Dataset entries
────────
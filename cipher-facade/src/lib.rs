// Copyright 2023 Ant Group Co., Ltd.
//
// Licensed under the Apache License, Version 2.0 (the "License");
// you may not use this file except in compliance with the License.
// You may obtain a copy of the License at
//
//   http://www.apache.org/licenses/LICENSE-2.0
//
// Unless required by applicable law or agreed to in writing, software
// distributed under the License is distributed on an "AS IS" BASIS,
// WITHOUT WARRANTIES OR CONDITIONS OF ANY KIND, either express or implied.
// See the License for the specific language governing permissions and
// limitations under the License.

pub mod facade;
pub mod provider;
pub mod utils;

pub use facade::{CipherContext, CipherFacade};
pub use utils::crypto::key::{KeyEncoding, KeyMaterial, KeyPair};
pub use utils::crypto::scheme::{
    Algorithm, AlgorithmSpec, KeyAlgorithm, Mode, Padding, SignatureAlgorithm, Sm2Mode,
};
────────
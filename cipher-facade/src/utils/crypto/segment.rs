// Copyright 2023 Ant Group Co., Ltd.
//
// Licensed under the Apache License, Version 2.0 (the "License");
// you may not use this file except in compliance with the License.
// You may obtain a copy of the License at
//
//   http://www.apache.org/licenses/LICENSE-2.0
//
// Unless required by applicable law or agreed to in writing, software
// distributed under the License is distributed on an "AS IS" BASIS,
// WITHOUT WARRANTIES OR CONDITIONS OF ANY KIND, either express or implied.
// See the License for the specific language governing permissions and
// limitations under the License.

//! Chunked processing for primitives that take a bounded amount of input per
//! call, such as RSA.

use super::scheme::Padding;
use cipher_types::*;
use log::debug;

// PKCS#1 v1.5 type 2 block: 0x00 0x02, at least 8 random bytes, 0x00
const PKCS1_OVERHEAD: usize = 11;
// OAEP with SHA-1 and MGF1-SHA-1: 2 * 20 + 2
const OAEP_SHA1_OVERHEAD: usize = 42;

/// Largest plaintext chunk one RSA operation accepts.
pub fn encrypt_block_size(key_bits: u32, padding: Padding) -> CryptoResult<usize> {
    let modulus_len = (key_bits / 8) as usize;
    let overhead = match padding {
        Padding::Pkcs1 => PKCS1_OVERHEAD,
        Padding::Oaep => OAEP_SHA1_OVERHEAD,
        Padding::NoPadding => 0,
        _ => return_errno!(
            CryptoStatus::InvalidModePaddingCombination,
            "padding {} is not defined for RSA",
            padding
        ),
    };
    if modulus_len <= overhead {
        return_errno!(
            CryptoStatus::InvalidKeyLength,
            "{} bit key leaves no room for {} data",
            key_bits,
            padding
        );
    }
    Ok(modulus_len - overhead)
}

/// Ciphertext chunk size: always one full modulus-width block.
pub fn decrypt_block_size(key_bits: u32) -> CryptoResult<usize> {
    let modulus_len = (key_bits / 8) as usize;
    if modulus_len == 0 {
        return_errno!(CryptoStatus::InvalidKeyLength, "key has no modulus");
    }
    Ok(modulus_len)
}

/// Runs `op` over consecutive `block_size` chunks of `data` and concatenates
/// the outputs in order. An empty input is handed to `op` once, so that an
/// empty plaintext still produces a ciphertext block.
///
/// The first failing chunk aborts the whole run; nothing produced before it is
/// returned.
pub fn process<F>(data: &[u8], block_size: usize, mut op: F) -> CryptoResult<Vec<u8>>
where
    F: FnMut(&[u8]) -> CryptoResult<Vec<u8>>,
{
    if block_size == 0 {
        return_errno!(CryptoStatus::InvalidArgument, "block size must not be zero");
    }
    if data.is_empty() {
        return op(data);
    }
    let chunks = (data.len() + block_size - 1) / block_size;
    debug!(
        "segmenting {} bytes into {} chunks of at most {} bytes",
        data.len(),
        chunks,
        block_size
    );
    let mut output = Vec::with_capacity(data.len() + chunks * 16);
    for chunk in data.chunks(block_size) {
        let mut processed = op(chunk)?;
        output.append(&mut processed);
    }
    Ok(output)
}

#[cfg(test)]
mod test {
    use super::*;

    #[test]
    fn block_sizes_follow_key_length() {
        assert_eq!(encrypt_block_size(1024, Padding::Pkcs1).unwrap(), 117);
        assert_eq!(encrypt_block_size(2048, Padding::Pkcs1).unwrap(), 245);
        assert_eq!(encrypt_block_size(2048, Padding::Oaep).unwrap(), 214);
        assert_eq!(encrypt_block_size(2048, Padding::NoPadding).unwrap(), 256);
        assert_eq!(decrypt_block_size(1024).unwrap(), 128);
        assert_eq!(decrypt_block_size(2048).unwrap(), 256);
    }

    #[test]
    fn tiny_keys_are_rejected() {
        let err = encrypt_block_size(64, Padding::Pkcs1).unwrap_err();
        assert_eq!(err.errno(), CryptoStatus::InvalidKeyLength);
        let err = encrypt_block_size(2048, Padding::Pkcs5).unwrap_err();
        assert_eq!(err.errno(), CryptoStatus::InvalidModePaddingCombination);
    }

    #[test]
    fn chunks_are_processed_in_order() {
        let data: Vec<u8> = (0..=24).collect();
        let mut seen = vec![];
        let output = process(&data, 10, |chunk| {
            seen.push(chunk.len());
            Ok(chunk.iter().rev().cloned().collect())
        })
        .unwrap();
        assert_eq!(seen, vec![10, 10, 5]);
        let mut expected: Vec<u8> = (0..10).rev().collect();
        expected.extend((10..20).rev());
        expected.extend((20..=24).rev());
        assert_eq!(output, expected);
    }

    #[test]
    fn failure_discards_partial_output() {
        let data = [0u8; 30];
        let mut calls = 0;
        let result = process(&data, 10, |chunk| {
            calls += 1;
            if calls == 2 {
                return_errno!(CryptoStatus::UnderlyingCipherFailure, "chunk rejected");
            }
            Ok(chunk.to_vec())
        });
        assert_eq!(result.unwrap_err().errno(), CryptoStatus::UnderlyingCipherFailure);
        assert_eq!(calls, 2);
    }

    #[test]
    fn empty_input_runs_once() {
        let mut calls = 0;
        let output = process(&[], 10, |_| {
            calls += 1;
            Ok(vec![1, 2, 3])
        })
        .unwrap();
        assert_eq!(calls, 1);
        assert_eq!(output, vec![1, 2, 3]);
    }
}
────────
Exercise description |
Where a line of the entries contains the word "expected", copy that line.

Task solution |
        let mut expected: Vec<u8> = (0..10).rev().collect();
        expected.extend((10..20).rev());
        expected.extend((20..=24).rev());
        assert_eq!(output, expected);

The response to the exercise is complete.